# Work to be completed
All of the data below is to be output without alteration.

── Exercise inputs

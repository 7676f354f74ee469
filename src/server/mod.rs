// ABOUTME: Inbound side of the gateway: ESME sessions and the TCP listener that spawns them
// ABOUTME: Credentials are checked through the Authenticator seam; sessions publish domain events

//! Inbound SMPP server.
//!
//! Every accepted connection gets its own [`Session`] state machine, driven
//! by one task, so PDUs from one peer are handled strictly in order while
//! different peers run concurrently. Live sessions are listed in a
//! [`SessionRegistry`] keyed by remote address.

mod listener;
mod session;

pub use listener::{Server, SessionInfo, SessionRegistry};
pub use session::{Action, Session, SessionState};

use crate::event::EventSender;
use crate::message_id::MessageIdGenerator;
use std::sync::Arc;
use std::time::Duration;

/// Default inbound SMPP port.
pub const DEFAULT_PORT: u16 = 2775;

/// Checks bind credentials.
///
/// Returns the carrier the credentials belong to, or `None` to reject the
/// bind.
pub trait Authenticator: Send + Sync {
    fn authenticate(&self, system_id: &str, password: &str) -> Option<String>;
}

#[derive(Debug, Clone, PartialEq, Eq)]
pub struct ServerConfig {
    /// Gateway-originated enquire_link cadence once bound; zero disables it.
    pub enquire_link_interval: Duration,
}

impl Default for ServerConfig {
    fn default() -> Self {
        Self {
            enquire_link_interval: Duration::from_secs(30),
        }
    }
}

impl ServerConfig {
    pub fn with_enquire_link_interval(mut self, interval: Duration) -> Self {
        self.enquire_link_interval = interval;
        self
    }
}

/// Collaborators shared by every session of one server.
pub struct SessionContext {
    pub config: ServerConfig,
    pub authenticator: Arc<dyn Authenticator>,
    pub events: EventSender,
    pub message_ids: MessageIdGenerator,
}

impl SessionContext {
    pub fn new(
        config: ServerConfig,
        authenticator: Arc<dyn Authenticator>,
        events: EventSender,
    ) -> Arc<Self> {
        Arc::new(Self {
            config,
            authenticator,
            events,
            message_ids: MessageIdGenerator::new(),
        })
    }
}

────

# Problem solution
repository 7676f354f74ee469
filename src/server/mod.rs
// ABOUTME: Inbound side of the gateway: ESME sessions and the TCP listener that spawns them
// ABOUTME: Credentials are checked through the Authenticator seam; sessions publish domain events

//! Inbound SMPP server.
//!
//! Every accepted connection gets its own [`Session`] state machine, driven
//! by one task, so PDUs from one peer are handled strictly in order while
//! different peers run concurrently. Live sessions are listed in a
//! [`SessionRegistry`] keyed by remote address.

mod listener;
mod session;

pub use listener::{Server, SessionInfo, SessionRegistry};
pub use session::{Action, Session, SessionState};

use crate::event::EventSender;
use crate::message_id::MessageIdGenerator;
use std::sync::Arc;
use std::time::Duration;

/// Default inbound SMPP port.
pub const DEFAULT_PORT: u16 = 2775;

/// Checks bind credentials.
///
/// Returns the carrier the credentials belong to, or `None` to reject the
/// bind.
pub trait Authenticator: Send + Sync {
    fn authenticate(&self, system_id: &str, password: &str) -> Option<String>;
}

#[derive(Debug, Clone, PartialEq, Eq)]
pub struct ServerConfig {
    /// Gateway-originated enquire_link cadence once bound; zero disables it.
    pub enquire_link_interval: Duration,
}

impl Default for ServerConfig {
    fn default() -> Self {
        Self {
            enquire_link_interval: Duration::from_secs(30),
        }
    }
}

impl ServerConfig {
    pub fn with_enquire_link_interval(mut self, interval: Duration) -> Self {
        self.enquire_link_interval = interval;
        self
    }
}

/// Collaborators shared by every session of one server.
pub struct SessionContext {
    pub config: ServerConfig,
    pub authenticator: Arc<dyn Authenticator>,
    pub events: EventSender,
    pub message_ids: MessageIdGenerator,
}

impl SessionContext {
    pub fn new(
        config: ServerConfig,
        authenticator: Arc<dyn Authenticator>,
        events: EventSender,
    ) -> Arc<Self> {
        Arc::new(Self {
            config,
            authenticator,
            events,
            message_ids: MessageIdGenerator::new(),
        })
    }
}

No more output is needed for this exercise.